What our lives will be like after this seismic change — some say AI will impact our lives even more than the first and second industrial revolutions — is really down to us, it’s a choice.
Yes, we can use it to make our lives more comfortable, enjoyable and personally rewarding or allow it to fall into the hands of the profit mongers making our lives “nasty, brutish and short” as Thomas Hobbes wrote the “Leviathan”.
Workers in the Goulburn Valley, as with their compatriots around the world, sit somewhere on the arc of threats from AI, ranging from immediate to of no real concern.
Those who see AI and its impact on life through the prism of comfortable, enjoyable, collaborative, constructive and rewarding, and thing to be shared, celebrate.

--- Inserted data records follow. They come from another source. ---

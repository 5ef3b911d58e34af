//! Acceptor side: tracks entrypoint requests until they are replied.

use std::collections::HashMap;
use std::sync::Mutex;

use tokio::sync::oneshot;
use tracing::debug;

use super::{EntrypointReply, EntrypointStatus};
use crate::error::{HaError, HaResult};
use crate::types::RequestId;

#[derive(Debug)]
struct ServerState {
    running: bool,
    next_id: RequestId,
    pending: HashMap<RequestId, oneshot::Sender<EntrypointReply>>,
}

/// Registry of in-progress entrypoint requests.
///
/// Each request gets a [`RequestId`] on arrival; the reply is routed back
/// through that id exactly once.
#[derive(Debug)]
pub struct EntrypointServer {
    state: Mutex<ServerState>,
}

impl Default for EntrypointServer {
    fn default() -> Self {
        Self::new()
    }
}

impl EntrypointServer {
    /// Create a stopped server.
    pub fn new() -> Self {
        Self {
            state: Mutex::new(ServerState {
                running: false,
                next_id: RequestId::FIRST,
                pending: HashMap::new(),
            }),
        }
    }

    fn lock(&self) -> std::sync::MutexGuard<'_, ServerState> {
        self.state
            .lock()
            .unwrap_or_else(std::sync::PoisonError::into_inner)
    }

    /// Start accepting requests.
    pub fn start(&self) {
        self.lock().running = true;
    }

    /// Stop accepting requests. Pending ones are answered `Unavailable`.
    pub fn stop(&self) {
        let pending: Vec<_> = {
            let mut state = self.lock();
            state.running = false;
            state.pending.drain().collect()
        };
        for (id, tx) in pending {
            debug!(request = %id, "cancelling pending entrypoint request");
            let _ = tx.send(EntrypointReply::failed(id, EntrypointStatus::Unavailable));
        }
    }

    /// Whether requests are accepted.
    pub fn is_running(&self) -> bool {
        self.lock().running
    }

    /// Track a new request. The receiver resolves with its reply.
    pub fn register(&self) -> HaResult<(RequestId, oneshot::Receiver<EntrypointReply>)> {
        let mut state = self.lock();
        if !state.running {
            return Err(HaError::NotStarted);
        }
        let id = state.next_id;
        state.next_id = id.next();
        let (tx, rx) = oneshot::channel();
        state.pending.insert(id, tx);
        Ok((id, rx))
    }

    /// Reply to a tracked request. Replying twice is an error.
    pub fn reply(&self, id: RequestId, mut reply: EntrypointReply) -> HaResult<()> {
        let tx = self
            .lock()
            .pending
            .remove(&id)
            .ok_or(HaError::UnknownRequest { id })?;
        reply.request_id = id;
        // The requester may have given up already.
        let _ = tx.send(reply);
        Ok(())
    }

    /// Number of requests waiting for a reply.
    pub fn pending_count(&self) -> usize {
        self.lock().pending.len()
    }
}

#[cfg(test)]
mod tests {
    use super::*;
    use crate::types::{LinkId, LinkParams};

    #[test]
    fn test_register_requires_running_server() {
        let server = EntrypointServer::new();
        assert_eq!(server.register().unwrap_err(), HaError::NotStarted);
    }

    #[tokio::test]
    async fn test_ids_start_at_first_and_increase() {
        let server = EntrypointServer::new();
        server.start();
        let (a, _rx_a) = server.register().unwrap();
        let (b, _rx_b) = server.register().unwrap();
        assert_eq!(a, RequestId::FIRST);
        assert_eq!(b, RequestId::FIRST.next());
        assert_eq!(server.pending_count(), 2);
    }

    #[tokio::test]
    async fn test_reply_reaches_request_once() {
        let server = EntrypointServer::new();
        server.start();
        let (id, rx) = server.register().unwrap();

        let params = LinkParams::new(LinkId::new(1, 1), LinkId::new(1, 2), LinkId::new(0, 1), false);
        server
            .reply(id, EntrypointReply::ok(RequestId::default(), params))
            .unwrap();

        let reply = rx.await.unwrap();
        assert_eq!(reply.request_id, id);
        assert_eq!(reply.link_params, Some(params));
        assert_eq!(server.pending_count(), 0);

        let again = server.reply(id, EntrypointReply::ok(id, params));
        assert_eq!(again, Err(HaError::UnknownRequest { id }));
    }

    #[tokio::test]
    async fn test_stop_cancels_pending() {
        let server = EntrypointServer::new();
        server.start();
        let (_, rx) = server.register().unwrap();
        server.stop();

        let reply = rx.await.unwrap();
        assert_eq!(reply.status, EntrypointStatus::Unavailable);
        assert!(!server.is_running());
    }
}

However, if it’s captured by those who can only imagine exploitation, privatisation, profit and opportunity through which they can tighten their grip on public largesse, then the wonder offered by AI quickly evaporates.
Two groups working quietly in the background, Basic Income Australia (UBI) and Degrowth Network Australia (DNA), welcome AI with almost breathless anticipation.
Many businesses and organisations within the Goulburn Valley already make use of AI, mostly, however, to make whatever it is they do, quicker, easier, more productive, cut its use of workers, yet ensuring growth and increasing profitability.
Those ideas conflict with goals and ambitions of both the UBI and the DNA who, in the case of the former wants to see the workload on individuals reduced it not eliminated and replaced by state funded basic income, while the latter wants to see growth slowed significantly.
AI, and all it brings, means a blinding acceleration to nearly all things instructive in our lives, so much so that changes what took hours, days and months will now be completed in less than seconds, so much so that many of us are left sitting in the dust wondering where the future went.
Like other existential threats to our being, among them climate change, the beneficial application and use of AI hinges entirely upon social governance.
Do it with thought, compassion, kindness and the purposeful interest of putting human wellbeing ahead of profit, while enlisting the dizzying potential of AI to ensure the health of earth’s environment, then all is good.
However, here in the Goulburn Valley, the good life will be knocked askew if the reverse happens and the darker aspects of AI are allowed to surface.
So remembering the silence means consent, when you see AI infringing on your human rights, even when legitimised by promises of profits, then make your displeasure known.